You can leave the Matrix in, but, I would remove the Phosguard. Once NO3 levels are at 0ppm or desired level, you can add a phosphate remover again. This is to ensure you don't hit Redfield's Ratio, if you do wish to continue using the PO4 remover, I would recommend using the Nitra-Guard Titanium Cubes, with them, Redfield's Ratio is no longer a limiting factor
 
Hi Guys, Wondering if you could help. I would like to use these bio cubes in my TL 550 and take out the matrix and phosguard I am currently using. The tank has been running for 8 months now. can i just take out the old filter media and put in the bio cubes? do i have to run both for a time then take out the old filter medium or can I run both? thanks guys

The cubes do take a while to become active / populated by microbes, therefor I would suggest you leave in the matrix.

I don't quite agree with removal of the phosguard, except in circumstances where you have high NO3 and undetectable PO4.
 
It's just the instruction was slightly confusing for me personally,
And still think grams would be easier to measure and also helps us make the cubes last longer if we use the exact amount and not guessing

Tens of Thousands of people worldwide have used the volume method with great results. I would not stress too much about these things. Just use them as directed and I am sure you will be just fine
 
You can leave the Matrix in, but, I would remove the Phosguard. Once NO3 levels are at 0ppm or desired level, you can add a phosphate remover again. This is to ensure you don't hit Redfield's Ratio, if you do wish to continue using the PO4 remover, I would recommend using the Nitra-Guard Titanium Cubes, with them, Redfield's Ratio is no longer a limiting factor

The cubes do take a while to become active / populated by microbes, therefor I would suggest you leave in the matrix.
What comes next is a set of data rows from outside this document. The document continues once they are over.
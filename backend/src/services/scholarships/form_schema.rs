use crate::config::AppConfig;
use crate::db;
use crate::error::StoreError;
use crate::services::{connect, reply};
use actix_web::{web, Responder};
use common::requests::SaveFormSchemaRequest;
use common::schema::FormSchema;

pub async fn get(config: web::Data<AppConfig>, id: web::Path<String>) -> impl Responder {
    reply("Loading form schema", editable_schema(&config, &id))
}

pub async fn save(
    config: web::Data<AppConfig>,
    id: web::Path<String>,
    payload: web::Json<SaveFormSchemaRequest>,
) -> impl Responder {
    reply("Saving form schema", save_schema(&config, &id, payload.into_inner().form_schema))
}

fn editable_schema(config: &AppConfig, id: &str) -> Result<FormSchema, StoreError> {
    let conn = connect(config)?;
    Ok(db::scholarships::get(&conn, id)?.editable_schema())
}

fn save_schema(config: &AppConfig, id: &str, schema: FormSchema) -> Result<FormSchema, StoreError> {
    let conn = connect(config)?;
    db::scholarships::save_form_schema(&conn, id, &schema)?;
    Ok(schema)
}

#[cfg(test)]
mod tests {
    use crate::config::tests::scratch_config;
    use crate::db;
    use crate::services::scholarships::configure_routes;
    use actix_web::{test, web, App};
    use common::model::scholarship::Scholarship;
    use common::responses::ServiceResponse;
    use common::schema::{FieldType, FormField, FormSchema};
    use serde_json::json;

    #[actix_web::test]
    async fn legacy_fields_are_served_migrated_and_saved_back() {
        let dir = tempfile::tempdir().unwrap();
        let config = scratch_config(dir.path());
        let conn = db::open(&config.database.path).unwrap();
        db::init_schema(&conn).unwrap();
        let mut scholarship = Scholarship::new("s1", "Award");
        scholarship.custom_fields = Some(vec![FormField::new("why", FieldType::Textarea, "Why us?")]);
        db::scholarships::save(&conn, &scholarship).unwrap();

        let app = test::init_service(
            App::new()
                .app_data(web::Data::new(config.clone()))
                .service(configure_routes()),
        )
        .await;

        let req = test::TestRequest::get().uri("/api/scholarships/s1/form_schema").to_request();
        let body: ServiceResponse<FormSchema> = test::call_and_read_body_json(&app, req).await;
        let schema = body.data.unwrap();
        assert_eq!(schema.sections.len(), 5);
        assert!(schema.contains_field_id("why"));

        let req = test::TestRequest::post()
            .uri("/api/scholarships/s1/form_schema")
            .set_json(json!({ "form_schema": schema }))
            .to_request();
        let resp = test::call_service(&app, req).await;
        assert!(resp.status().is_success());

        let stored = db::scholarships::get(&conn, "s1").unwrap();
        assert_eq!(stored.form_schema.map(|s| s.sections.len()), Some(5));
    }

    #[actix_web::test]
    async fn unknown_scholarship_is_a_404_envelope() {
        let dir = tempfile::tempdir().unwrap();
        let config = scratch_config(dir.path());
        db::init_schema(&db::open(&config.database.path).unwrap()).unwrap();
        let app = test::init_service(
            App::new()
                .app_data(web::Data::new(config))
                .service(configure_routes()),
        )
        .await;

        let req = test::TestRequest::get().uri("/api/scholarships/missing").to_request();
        let resp = test::call_service(&app, req).await;
        assert_eq!(resp.status(), actix_web::http::StatusCode::NOT_FOUND);
        let body: ServiceResponse<Scholarship> = test::read_body_json(resp).await;
        assert!(!body.success);
        assert_eq!(body.error.as_deref(), Some("Scholarship missing not found"));
    }
}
I don't quite agree with removal of the phosguard, except in circumstances where you have high NO3 and undetectable PO4 .



thanks guys for the help. currently my Nitrates are around 1ppm and my phosphates are undetectable but I am dosing red Sea's NoPox and was wondering if the bio cubes would be better management system?
 
But what will happen if you add 500ml of each(regular and titanium) to a 300liter tank.

Would this mean that you in total would have added 1 000ml of product to the system (500ml + 500ml) or is that a combination of both to make 1 000ml?

Obviously it will strip you water of all nutrients,

Not possible to strip the water totally. NO3 and PO4 will always be produced in a system. The only way to stop that is to stop the nitrogen cycle at the beginning. Unlike pellets, cubes removes NO3 and some PO4 inside the bag. This means that some NO3 will always be present in the system even though our test kits can not detect it, it is there
Can it do more damage than good?
Unlike pellets, cubes only erode when there is NO3 in the system. It would do no harm, but, it's a waste of cash adding in way too much...times are tough!...save cash wherever you can and spend only what you must on a problem

Do you just top up whichever of the two needs a top up after a while then or isnt it recommend to add this much?

Simply top up when needed
 
thanks guys for the help. currently my Nitrates are around 1ppm and my phosphates are undetectable but I am dosing red Sea's NoPox and was wondering if the bio cubes would be better management system?

With cubes you just add them and enjoy your tank...no daily dosing required. If I can steal a quote from DallasG..."like a Fire and Forget missile"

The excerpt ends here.